───── SOURCE MATERIAL ─────

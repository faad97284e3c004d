//! Registry of MAC process labels reserved by containers.
//!
//! A label is reserved when a container is created with one and must be
//! released when the container is removed, so that the level can be
//! handed out again.

use std::collections::HashSet;
use std::sync::Mutex;

/// Set of labels currently reserved on this host.
#[derive(Debug, Default)]
pub struct LabelRegistry {
    reserved: Mutex<HashSet<String>>,
}

impl LabelRegistry {
    /// Creates an empty registry.
    #[must_use]
    pub fn new() -> Self {
        Self::default()
    }

    /// Reserves `label`. Returns `false` if it was already reserved.
    ///
    /// An empty label means "unconfined" and is never recorded.
    pub fn reserve(&self, label: &str) -> bool {
        if label.is_empty() {
            return true;
        }
        self.lock().insert(label.to_owned())
    }

    /// Releases `label`. Releasing an unknown or empty label is a no-op.
    pub fn release(&self, label: &str) {
        if label.is_empty() {
            return;
        }
        if self.lock().remove(label) {
            tracing::debug!(label, "process label released");
        }
    }

    /// Returns `true` while `label` is reserved.
    #[must_use]
    pub fn is_reserved(&self, label: &str) -> bool {
        self.lock().contains(label)
    }

    fn lock(&self) -> std::sync::MutexGuard<'_, HashSet<String>> {
        // A poisoned set is still a consistent set of strings.
        self.reserved
            .lock()
            .unwrap_or_else(std::sync::PoisonError::into_inner)
    }
}
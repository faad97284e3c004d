//! Name reservations.
//!
//! Every container name and every link name (`/<parent>/<alias>`) maps to
//! exactly one container id. Names are stored with a leading `/`.

use std::collections::HashMap;
use std::sync::{PoisonError, RwLock};

use halt_common::error::{HaltError, Result};
use halt_common::types::ContainerId;

/// Normalizes `name` to its `/`-prefixed form.
#[must_use]
pub fn normalize(name: &str) -> String {
    if name.starts_with('/') {
        name.to_owned()
    } else {
        format!("/{name}")
    }
}

/// Reserved names.
#[derive(Debug, Default)]
pub struct NameRegistrar {
    names: RwLock<HashMap<String, ContainerId>>,
}

impl NameRegistrar {
    /// Creates an empty registrar.
    #[must_use]
    pub fn new() -> Self {
        Self::default()
    }

    /// Reserves `name` for `id`. Reserving a name already held by `id` is
    /// a no-op.
    ///
    /// # Errors
    ///
    /// Returns a conflict when another container holds the name.
    pub fn reserve(&self, name: &str, id: &ContainerId) -> Result<()> {
        let name = normalize(name);
        let mut names = self.names.write().unwrap_or_else(PoisonError::into_inner);
        match names.get(&name) {
            Some(holder) if holder != id => Err(HaltError::conflict(format!(
                "the container name \"{name}\" is already in use by container \"{holder}\""
            ))),
            Some(_) => Ok(()),
            None => {
                let _ = names.insert(name, id.clone());
                Ok(())
            }
        }
    }

    /// Releases `name`. Returns `false` when it was not reserved.
    pub fn release(&self, name: &str) -> bool {
        self.names
            .write()
            .unwrap_or_else(PoisonError::into_inner)
            .remove(&normalize(name))
            .is_some()
    }

    /// Container holding `name`.
    #[must_use]
    pub fn get(&self, name: &str) -> Option<ContainerId> {
        self.names
            .read()
            .unwrap_or_else(PoisonError::into_inner)
            .get(&normalize(name))
            .cloned()
    }

    /// Every name reserved for `id`, sorted.
    #[must_use]
    pub fn names_for(&self, id: &ContainerId) -> Vec<String> {
        let mut held: Vec<String> = self
            .names
            .read()
            .unwrap_or_else(PoisonError::into_inner)
            .iter()
            .filter(|(_, holder)| *holder == id)
            .map(|(name, _)| name.clone())
            .collect();
        held.sort();
        held
    }
}
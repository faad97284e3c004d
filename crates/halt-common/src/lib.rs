//! # halt-common
//!
//! Shared types, error definitions, configuration models, and constants
//! used across the entire halt workspace.
//!
//! This crate is the leaf of the dependency graph. It depends on no other
//! internal crate and provides the primitives the termination subsystem
//! is built upon.

#![cfg_attr(test, allow(clippy::expect_used, clippy::unwrap_used))]

pub mod config;
pub mod constants;
pub mod error;
pub mod types;
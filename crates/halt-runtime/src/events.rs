//! Container lifecycle events.

use std::collections::BTreeMap;
use std::fmt;

use chrono::{DateTime, Utc};
use halt_common::types::ContainerId;
use serde::{Deserialize, Serialize};
use tokio::sync::broadcast;

/// A single lifecycle event such as `kill`, `stop`, `die` or `destroy`.
#[derive(Debug, Clone, PartialEq, Eq, Serialize, Deserialize)]
pub struct Event {
    /// Container the event concerns.
    pub id: ContainerId,
    /// Container name at the time of the event.
    pub name: String,
    /// Action name.
    pub action: String,
    /// Action-specific attributes.
    pub attributes: BTreeMap<String, String>,
    /// When the event happened.
    pub time: DateTime<Utc>,
}

/// Sink for lifecycle events.
pub trait EventLog: Send + Sync + fmt::Debug {
    /// Records `event`.
    fn log(&self, event: Event);
}

/// Event log that fans events out to live subscribers.
#[derive(Debug, Clone)]
pub struct BroadcastEventLog {
    sender: broadcast::Sender<Event>,
}

impl BroadcastEventLog {
    /// Creates a log buffering up to `capacity` events per slow subscriber.
    #[must_use]
    pub fn new(capacity: usize) -> Self {
        let (sender, _) = broadcast::channel(capacity);
        Self { sender }
    }

    /// Subscribes to events logged from now on.
    #[must_use]
    pub fn subscribe(&self) -> broadcast::Receiver<Event> {
        self.sender.subscribe()
    }
}

impl Default for BroadcastEventLog {
    fn default() -> Self {
        Self::new(256)
    }
}

impl EventLog for BroadcastEventLog {
    fn log(&self, event: Event) {
        tracing::info!(
            id = %event.id,
            name = %event.name,
            action = %event.action,
            "container event"
        );
        // No subscribers is fine.
        let _ = self.sender.send(event);
    }
}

─────

Go through the records and repeat each one exactly as written.

repository faad97284e3c004d
//! Registry of MAC process labels reserved by containers.
//!
//! A label is reserved when a container is created with one and must be
//! released when the container is removed, so that the level can be
//! handed out again.

use std::collections::HashSet;
use std::sync::Mutex;

/// Set of labels currently reserved on this host.
#[derive(Debug, Default)]
pub struct LabelRegistry {
    reserved: Mutex<HashSet<String>>,
}

impl LabelRegistry {
    /// Creates an empty registry.
    #[must_use]
    pub fn new() -> Self {
        Self::default()
    }

    /// Reserves `label`. Returns `false` if it was already reserved.
    ///
    /// An empty label means "unconfined" and is never recorded.
    pub fn reserve(&self, label: &str) -> bool {
        if label.is_empty() {
            return true;
        }
        self.lock().insert(label.to_owned())
    }

    /// Releases `label`. Releasing an unknown or empty label is a no-op.
    pub fn release(&self, label: &str) {
        if label.is_empty() {
            return;
        }
        if self.lock().remove(label) {
            tracing::debug!(label, "process label released");
        }
    }

    /// Returns `true` while `label` is reserved.
    #[must_use]
    pub fn is_reserved(&self, label: &str) -> bool {
        self.lock().contains(label)
    }

    fn lock(&self) -> std::sync::MutexGuard<'_, HashSet<String>> {
        // A poisoned set is still a consistent set of strings.
        self.reserved
            .lock()
            .unwrap_or_else(std::sync::PoisonError::into_inner)
    }
}
repository faad97284e3c004d
//! Name reservations.
//!
//! Every container name and every link name (`/<parent>/<alias>`) maps to
//! exactly one container id. Names are stored with a leading `/`.

use std::collections::HashMap;
use std::sync::{PoisonError, RwLock};

use halt_common::error::{HaltError, Result};
use halt_common::types::ContainerId;

/// Normalizes `name` to its `/`-prefixed form.
#[must_use]
pub fn normalize(name: &str) -> String {
    if name.starts_with('/') {
        name.to_owned()
    } else {
        format!("/{name}")
    }
}

/// Reserved names.
#[derive(Debug, Default)]
pub struct NameRegistrar {
    names: RwLock<HashMap<String, ContainerId>>,
}

impl NameRegistrar {
    /// Creates an empty registrar.
    #[must_use]
    pub fn new() -> Self {
        Self::default()
    }

    /// Reserves `name` for `id`. Reserving a name already held by `id` is
    /// a no-op.
    ///
    /// # Errors
    ///
    /// Returns a conflict when another container holds the name.
    pub fn reserve(&self, name: &str, id: &ContainerId) -> Result<()> {
        let name = normalize(name);
        let mut names = self.names.write().unwrap_or_else(PoisonError::into_inner);
        match names.get(&name) {
            Some(holder) if holder != id => Err(HaltError::conflict(format!(
                "the container name \"{name}\" is already in use by container \"{holder}\""
            ))),
            Some(_) => Ok(()),
            None => {
                let _ = names.insert(name, id.clone());
                Ok(())
            }
        }
    }

    /// Releases `name`. Returns `false` when it was not reserved.
    pub fn release(&self, name: &str) -> bool {
        self.names
            .write()
            .unwrap_or_else(PoisonError::into_inner)
            .remove(&normalize(name))
            .is_some()
    }

    /// Container holding `name`.
    #[must_use]
    pub fn get(&self, name: &str) -> Option<ContainerId> {
        self.names
            .read()
            .unwrap_or_else(PoisonError::into_inner)
            .get(&normalize(name))
            .cloned()
    }

    /// Every name reserved for `id`, sorted.
    #[must_use]
    pub fn names_for(&self, id: &ContainerId) -> Vec<String> {
        let mut held: Vec<String> = self
            .names
            .read()
            .unwrap_or_else(PoisonError::into_inner)
            .iter()
            .filter(|(_, holder)| *holder == id)
            .map(|(name, _)| name.clone())
            .collect();
        held.sort();
        held
    }
}
repository faad97284e3c004d
filename crates/halt-common/src/lib.rs
//! # halt-common
//!
//! Shared types, error definitions, configuration models, and constants
//! used across the entire halt workspace.
//!
//! This crate is the leaf of the dependency graph. It depends on no other
//! internal crate and provides the primitives the termination subsystem
//! is built upon.

#![cfg_attr(test, allow(clippy::expect_used, clippy::unwrap_used))]

pub mod config;
pub mod constants;
pub mod error;
pub mod types;
filename crates/halt-runtime/src/events.rs
//! Container lifecycle events.

use std::collections::BTreeMap;
use std::fmt;

use chrono::{DateTime, Utc};
use halt_common::types::ContainerId;
use serde::{Deserialize, Serialize};
use tokio::sync::broadcast;

/// A single lifecycle event such as `kill`, `stop`, `die` or `destroy`.
#[derive(Debug, Clone, PartialEq, Eq, Serialize, Deserialize)]
pub struct Event {
    /// Container the event concerns.
    pub id: ContainerId,
    /// Container name at the time of the event.
    pub name: String,
    /// Action name.
    pub action: String,
    /// Action-specific attributes.
    pub attributes: BTreeMap<String, String>,
    /// When the event happened.
    pub time: DateTime<Utc>,
}

/// Sink for lifecycle events.
pub trait EventLog: Send + Sync + fmt::Debug {
    /// Records `event`.
    fn log(&self, event: Event);
}

/// Event log that fans events out to live subscribers.
#[derive(Debug, Clone)]
pub struct BroadcastEventLog {
    sender: broadcast::Sender<Event>,
}

impl BroadcastEventLog {
    /// Creates a log buffering up to `capacity` events per slow subscriber.
    #[must_use]
    pub fn new(capacity: usize) -> Self {
        let (sender, _) = broadcast::channel(capacity);
        Self { sender }
    }

    /// Subscribes to events logged from now on.
    #[must_use]
    pub fn subscribe(&self) -> broadcast::Receiver<Event> {
        self.sender.subscribe()
    }
}

impl Default for BroadcastEventLog {
    fn default() -> Self {
        Self::new(256)
    }
}

impl EventLog for BroadcastEventLog {
    fn log(&self, event: Event) {
        tracing::info!(
            id = %event.id,
            name = %event.name,
            action = %event.action,
            "container event"
        );
        // No subscribers is fine.
        let _ = self.sender.send(event);
    }
}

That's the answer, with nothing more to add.